LICHEN BIOLOGY (continued)

Cryptobiotic soil crusts

In many of the drier regions of the world, such as large areas of the North American deserts, the African deserts, the Australian deserts and the central desert regions of Spain, the soil surfaces are covered with an inconspicuous crust-like material which may be only a fraction of a millimeter thick. These soil crusts are extremely fragile but they serve a vital role in stabilising the soil surface, and they can eventually lead to the formation of true soils that will support increasingly larger life forms. These soil crusts are called cryptobiotic crusts or microbiotic crusts (Figs 2 -6).

Fig 1. A sign in the Arches National Park, Utah [ Jim Deacon]

Fig 2. A small part of a cryptobiotic crust in Texas. Note the grey colour of this dried soil crust, and the cluster of tiny organisms at bottom right. [ Jim Deacon]
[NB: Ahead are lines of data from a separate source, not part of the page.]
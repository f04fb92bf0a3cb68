//! Natural-key entity lookups.
//!
//! Users address entities by name (or title, or login), the API by
//! numeric id. The resolver turns names into server records: explicit
//! lookups for the entity a command operates on, and bulk resolution
//! of every reference field in a desired state.

use apikit::{Client, Scope, SearchQuery};
use serde_json::Value;

use crate::diff;
use crate::error::{Error, Result};
use crate::spec::{DesiredState, EntityRef, EntitySpec, FieldKind};

/// How much of a matched entity to fetch.
#[derive(Debug, Clone, Copy, PartialEq, Eq)]
pub enum Detail {
    /// Id and name only, enough to reference the entity. Asks the
    /// server for a thin listing; servers that do not support thin
    /// listings return full records, which is also fine.
    Thin,
    /// The complete record, fetched with a follow-up show request.
    Full,
}

/// Scope built from already resolved sibling fields.
///
/// `fields` names reference fields of `spec` whose resolved ids narrow
/// a lookup or write, e.g. the owning organization.
pub fn scope_for(spec: &EntitySpec, fields: &[String], desired: &DesiredState) -> Result<Scope> {
    let mut scope = Scope::new();
    for name in fields {
        let id = desired
            .get(name)
            .and_then(|record| record.get("id"))
            .cloned()
            .ok_or_else(|| {
                Error::validation(format!("{name} must be resolved before it can scope a lookup"))
            })?;
        scope.insert(spec.wire_name(name).to_string(), id);
    }
    Ok(scope)
}

/// Turns natural keys into server records.
pub struct Resolver<'a> {
    client: &'a dyn Client,
}

impl<'a> Resolver<'a> {
    /// Resolver talking to the given client.
    pub fn new(client: &'a dyn Client) -> Self {
        Self { client }
    }

    /// Search for at most one entity; `Ok(None)` when nothing matches
    /// and an error when the query is ambiguous.
    pub fn find_one(
        &self,
        resource: &str,
        query: &SearchQuery,
        scope: &Scope,
        detail: Detail,
    ) -> Result<Option<Value>> {
        let search = query.to_string();
        let mut listing = scope.clone();
        if matches!(detail, Detail::Thin) {
            listing.insert("thin", true);
        }
        log::debug!("searching {resource} for {search}");
        let mut found = self.client.list(resource, Some(&search), &listing)?;
        if found.len() > 1 {
            return Err(Error::ambiguous(resource, search));
        }
        let Some(record) = found.pop() else {
            return Ok(None);
        };
        match detail {
            Detail::Thin => Ok(Some(record)),
            Detail::Full => {
                let id = diff::id_of(&record)?;
                Ok(Some(self.client.show(resource, &id, scope)?))
            }
        }
    }

    /// Like [`find_one`](Self::find_one), but a miss is an error.
    pub fn require_one(
        &self,
        resource: &str,
        query: &SearchQuery,
        scope: &Scope,
        detail: Detail,
    ) -> Result<Value> {
        self.find_one(resource, query, scope, detail)?
            .ok_or_else(|| Error::lookup(resource, query.to_string()))
    }

    /// Search by a single field's value.
    pub fn find_by(
        &self,
        resource: &str,
        field: &str,
        value: &str,
        scope: &Scope,
        detail: Detail,
    ) -> Result<Option<Value>> {
        self.find_one(resource, &SearchQuery::new().eq(field, value), scope, detail)
    }

    /// Resolve several entities of one resource by the same field.
    ///
    /// Each name is looked up independently; one error aggregates every
    /// name that did not match. With `failsafe`, misses are dropped from
    /// the result instead.
    pub fn find_many(
        &self,
        resource: &str,
        field: &str,
        names: &[String],
        scope: &Scope,
        failsafe: bool,
    ) -> Result<Vec<Value>> {
        let mut resolved = Vec::with_capacity(names.len());
        let mut missing = Vec::new();
        for name in names {
            let query = SearchQuery::new().eq(field, name.as_str());
            match self.find_one(resource, &query, scope, Detail::Thin)? {
                Some(record) => resolved.push(record),
                None if failsafe => {}
                None => missing.push(query.to_string()),
            }
        }
        if !missing.is_empty() {
            return Err(Error::lookup(resource, missing.join(" or ")));
        }
        Ok(resolved)
    }

    /// Resolve every reference field of `desired` to a server record.
    ///
    /// String values are looked up by the reference's search field;
    /// records and nulls pass through untouched. An empty string clears
    /// the reference. Fields that scope other references resolve first.
    pub fn resolve_references(&self, spec: &EntitySpec, desired: &mut DesiredState) -> Result<()> {
        self.resolve_fields(spec, desired, &reference_order(spec))
    }

    /// Resolve only the named reference fields, leaving the rest alone.
    ///
    /// Deletions use this: the lookup scope must resolve, but other
    /// references may dangle without failing the run.
    pub fn resolve_fields(
        &self,
        spec: &EntitySpec,
        desired: &mut DesiredState,
        fields: &[String],
    ) -> Result<()> {
        for key in fields {
            let Some(field) = spec.field(key) else {
                continue;
            };
            let Some(target) = field.entity_ref() else {
                continue;
            };
            match field.kind() {
                FieldKind::Entity(_) => self.resolve_one(spec, key, target, desired)?,
                FieldKind::EntityList(_) => self.resolve_list(spec, key, target, desired)?,
                _ => {}
            }
        }
        Ok(())
    }

    fn resolve_one(
        &self,
        spec: &EntitySpec,
        key: &str,
        target: &EntityRef,
        desired: &mut DesiredState,
    ) -> Result<()> {
        let name = match desired.get(key) {
            Some(Value::String(name)) => name.clone(),
            _ => return Ok(()),
        };
        if name.is_empty() {
            desired.insert(key.to_string(), Value::Null);
            return Ok(());
        }
        let scope = scope_for(spec, &target.scope, desired)?;
        let query = SearchQuery::new().eq(target.search_field(), &name);
        let record = if target.failsafe {
            self.find_one(&target.resource, &query, &scope, Detail::Thin)?
        } else {
            Some(self.require_one(&target.resource, &query, &scope, Detail::Thin)?)
        };
        desired.insert(key.to_string(), record.unwrap_or(Value::Null));
        Ok(())
    }

    fn resolve_list(
        &self,
        spec: &EntitySpec,
        key: &str,
        target: &EntityRef,
        desired: &mut DesiredState,
    ) -> Result<()> {
        let Some(Value::Array(items)) = desired.get(key).cloned() else {
            return Ok(());
        };
        let scope = scope_for(spec, &target.scope, desired)?;
        let names: Vec<String> = items
            .iter()
            .filter_map(Value::as_str)
            .map(str::to_string)
            .collect();
        let mut resolved = self.find_many(
            &target.resource,
            target.search_field(),
            &names,
            &scope,
            target.failsafe,
        )?;
        // Items given as records pass through unresolved; id order does
        // not matter, lists compare and flatten as id sets.
        resolved.extend(items.into_iter().filter(|item| !item.is_string()));
        desired.insert(key.to_string(), Value::Array(resolved));
        Ok(())
    }
}

/// Reference fields in resolution order: fields that scope another
/// reference come first, the rest keep their name order.
fn reference_order(spec: &EntitySpec) -> Vec<String> {
    let providers: Vec<String> = spec
        .fields()
        .filter_map(|(_, field)| field.entity_ref())
        .flat_map(|target| target.scope.iter().cloned())
        .collect();
    let mut order: Vec<String> = spec
        .fields()
        .filter(|(_, field)| field.entity_ref().is_some())
        .map(|(key, _)| key.clone())
        .collect();
    order.sort_by_key(|key| !providers.contains(key));
    order
}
Fig 3. A small fragment of a cryptobiotic crust from Texas, when remoistened with water, illustrating the complexity of the microbial community. Most of the soil surface is covered with a mat of the cyanobacterium, Scytonema. But two small lichens are also seen - a species of Peltula which has a green algal symbiont (6 separate thalli can be seen) and the cyanobacterial lichen, Collema sp. [ Jim Deacon].

Fig. 4. A species of Peltula from a soil crust community. Images a (upper surface) and b (lower surface) show that the lichen consists of separate lobes, termed squamules (about 2 mm diameter), connected to one another by a system of fungal cords. In a vertical section (c), the green lobes have a typical lichen structure: the upper zone (cortex) consists of densely packed fungal tissue, whereas the hyphae of the medulla have a more normal appearance and are associated with green algae (d, arrowheads). At high magnification (e) the algal cells are seen to be intimately associated with fungal hyphae, presumably for transfer of organic nutrients.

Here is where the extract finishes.